Personal information
- Full name: Kelsey Taylor Hill
- Date of birth: November 8, 1999 (age 26)
- Place of birth: Utah, USA
- Height: 5 ft 7 in (1.70 m)
- Position: Defender

Team information
- Current team: Tampa Bay Sun
- Number: 11

Youth career
- San Juan SC
- Davis Legacy
- Manteca
- Everton
- 2013–2017: Cosumnes Oaks Wolfpack

College career
- Years: Team / Apps / (Gls)
- 2017–2018: Saint Mary's Gaels / 38 / (3)
- 2019–2022: Pepperdine Waves / 40 / (4)

Senior career*
- Years: Team / Apps / (Gls)
- 2023: Angel City FC / 0 / (0)
- 2023–2024: Odense Boldklub Q / 10 / (1)
- 2024–2026: Brooklyn FC / 52 / (2)
- 2026–: Tampa Bay Sun / 4 / (0)

= Kelsey Hill =

American soccer player (born 1999)

Kelsey Taylor Hill (born November 8, 1999) is an American professional soccer player who plays as a defender for USL Super League club Tampa Bay Sun FC. She played college soccer for the Saint Mary's Gaels and Pepperdine Waves.
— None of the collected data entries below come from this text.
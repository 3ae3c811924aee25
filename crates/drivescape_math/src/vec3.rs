//! 3D Vector type
//!
//! The scene is Z-up: X/Y span the ground plane, Z is height.

use bytemuck::{Pod, Zeroable};
use serde::{Deserialize, Serialize};

/// 3D Vector with x, y, z components
#[repr(C)]
#[derive(Clone, Copy, Debug, Default, PartialEq, Pod, Zeroable, Serialize, Deserialize)]
pub struct Vec3 {
    pub x: f32,
    pub y: f32,
    pub z: f32,
}

impl Vec3 {
    pub const ZERO: Self = Self { x: 0.0, y: 0.0, z: 0.0 };
    pub const ONE: Self = Self { x: 1.0, y: 1.0, z: 1.0 };
    pub const X: Self = Self { x: 1.0, y: 0.0, z: 0.0 };
    pub const Y: Self = Self { x: 0.0, y: 1.0, z: 0.0 };
    pub const Z: Self = Self { x: 0.0, y: 0.0, z: 1.0 };

    /// Create a new Vec3
    #[inline]
    pub const fn new(x: f32, y: f32, z: f32) -> Self {
        Self { x, y, z }
    }

    /// Vector with all three components set to `v`
    #[inline]
    pub const fn splat(v: f32) -> Self {
        Self { x: v, y: v, z: v }
    }

    /// Dot product
    #[inline]
    pub fn dot(self, other: Self) -> f32 {
        self.x * other.x + self.y * other.y + self.z * other.z
    }

    /// Cross product
    #[inline]
    pub fn cross(self, other: Self) -> Self {
        Self::new(
            self.y * other.z - self.z * other.y,
            self.z * other.x - self.x * other.z,
            self.x * other.y - self.y * other.x,
        )
    }

    /// Length squared (faster than length)
    #[inline]
    pub fn length_squared(self) -> f32 {
        self.dot(self)
    }

    /// Length (magnitude)
    #[inline]
    pub fn length(self) -> f32 {
        self.length_squared().sqrt()
    }

    /// Normalize to unit length
    #[inline]
    pub fn normalized(self) -> Self {
        let len = self.length();
        if len > 0.0 {
            self * (1.0 / len)
        } else {
            Self::ZERO
        }
    }

    /// Linear interpolation between two vectors
    #[inline]
    pub fn lerp(self, other: Self, t: f32) -> Self {
        self * (1.0 - t) + other * t
    }

    /// Component-wise minimum
    #[inline]
    pub fn min_components(self, other: Self) -> Self {
        Self::new(self.x.min(other.x), self.y.min(other.y), self.z.min(other.z))
    }

    /// Component-wise maximum
    #[inline]
    pub fn max_components(self, other: Self) -> Self {
        Self::new(self.x.max(other.x), self.y.max(other.y), self.z.max(other.z))
    }

    /// Largest of the three components
    #[inline]
    pub fn max_element(self) -> f32 {
        self.x.max(self.y).max(self.z)
    }

    /// Component-wise absolute value
    #[inline]
    pub fn abs(self) -> Self {
        Self::new(self.x.abs(), self.y.abs(), self.z.abs())
    }

    /// Component-wise multiplication (Hadamard product)
    #[inline]
    pub fn component_mul(self, other: Self) -> Self {
        Self::new(self.x * other.x, self.y * other.y, self.z * other.z)
    }

    /// Product of the components; the volume of a box with these dimensions
    #[inline]
    pub fn product(self) -> f32 {
        self.x * self.y * self.z
    }

    /// Projection onto the ground plane
    #[inline]
    pub fn xy(self) -> crate::Vec2 {
        crate::Vec2::new(self.x, self.y)
    }

    #[inline]
    pub fn to_array(self) -> [f32; 3] {
        [self.x, self.y, self.z]
    }
}

impl From<[f32; 3]> for Vec3 {
    fn from(a: [f32; 3]) -> Self {
        Self::new(a[0], a[1], a[2])
    }
}

// Operator overloads

impl std::ops::Add for Vec3 {
    type Output = Self;
    #[inline]
    fn add(self, other: Self) -> Self {
        Self::new(self.x + other.x, self.y + other.y, self.z + other.z)
    }
}

impl std::ops::AddAssign for Vec3 {
    #[inline]
    fn add_assign(&mut self, other: Self) {
        self.x += other.x;
        self.y += other.y;
        self.z += other.z;
    }
}

impl std::ops::Sub for Vec3 {
    type Output = Self;
    #[inline]
    fn sub(self, other: Self) -> Self {
        Self::new(self.x - other.x, self.y - other.y, self.z - other.z)
    }
}

impl std::ops::SubAssign for Vec3 {
    #[inline]
    fn sub_assign(&mut self, other: Self) {
        self.x -= other.x;
        self.y -= other.y;
        self.z -= other.z;
    }
}

impl std::ops::Mul<f32> for Vec3 {
    type Output = Self;
    #[inline]
    fn mul(self, scalar: f32) -> Self {
        Self::new(self.x * scalar, self.y * scalar, self.z * scalar)
    }
}

impl std::ops::MulAssign<f32> for Vec3 {
    #[inline]
    fn mul_assign(&mut self, scalar: f32) {
        self.x *= scalar;
        self.y *= scalar;
        self.z *= scalar;
    }
}

impl std::ops::Neg for Vec3 {
    type Output = Self;
    #[inline]
    fn neg(self) -> Self {
        Self::new(-self.x, -self.y, -self.z)
    }
}

impl std::ops::Div<f32> for Vec3 {
    type Output = Self;
    #[inline]
    fn div(self, scalar: f32) -> Self {
        Self::new(self.x / scalar, self.y / scalar, self.z / scalar)
    }
}

#[cfg(test)]
mod tests {
    use super::*;

    #[test]
    fn test_new() {
        let v = Vec3::new(1.0, 2.0, 3.0);
        assert_eq!(v.x, 1.0);
        assert_eq!(v.y, 2.0);
        assert_eq!(v.z, 3.0);
    }

    #[test]
    fn test_dot() {
        let a = Vec3::new(1.0, 2.0, 3.0);
        let b = Vec3::new(4.0, 5.0, 6.0);
        // 4 + 10 + 18
        assert_eq!(a.dot(b), 32.0);
    }

    #[test]
    fn test_cross_follows_right_hand_rule() {
        assert_eq!(Vec3::X.cross(Vec3::Y), Vec3::Z);
        assert_eq!(Vec3::Y.cross(Vec3::Z), Vec3::X);
    }

    #[test]
    fn test_normalized_zero_stays_zero() {
        assert_eq!(Vec3::ZERO.normalized(), Vec3::ZERO);
        let n = Vec3::new(3.0, 0.0, 4.0).normalized();
        assert!((n.length() - 1.0).abs() < 1e-6);
    }

    #[test]
    fn test_product_is_box_volume() {
        assert_eq!(Vec3::new(2.0, 3.0, 4.0).product(), 24.0);
    }

    #[test]
    fn test_lerp() {
        let a = Vec3::ZERO;
        let b = Vec3::new(10.0, -10.0, 2.0);
        assert_eq!(a.lerp(b, 0.5), Vec3::new(5.0, -5.0, 1.0));
    }
}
She has previously played for Angel City FC of the National Women's Soccer League, Odense Boldklub Q of the Kvindeligaen, and Brooklyn FC of the USLS.

==Early life==
Hill was born in Utah. She was raised in Elk Grove, California, and began playing soccer at the age of four, inspired by the United States women's national soccer team and players such as Mia Hamm.

==College career==
===Saint Mary’s Gaels===
Hill began her collegiate soccer career at Saint Mary’s College of California, where she started all 38 matches over the 2017 and 2018 seasons. She scored one goal as a freshman and two as a sophomore, earning selection to the West Coast Conference (WCC) All-Freshman Team in 2017.

===Pepperdine Waves===
In January 2019, Hill transferred to Pepperdine University, enrolling mid-season and red-shirting the 2019 campaign per NCAA transfer regulations. During her time with the Waves, she appeared in 40 matches and became a key member of the team’s defense. In the 2021 season, Hill started all 22 games as part of a defensive unit that recorded 13 shutouts—one short of the school record—and achieved the best goals-against average in the WCC. She ranked third on the team in minutes played with 1,934 and earned a WCC Defensive Player of the Week award in October 2021.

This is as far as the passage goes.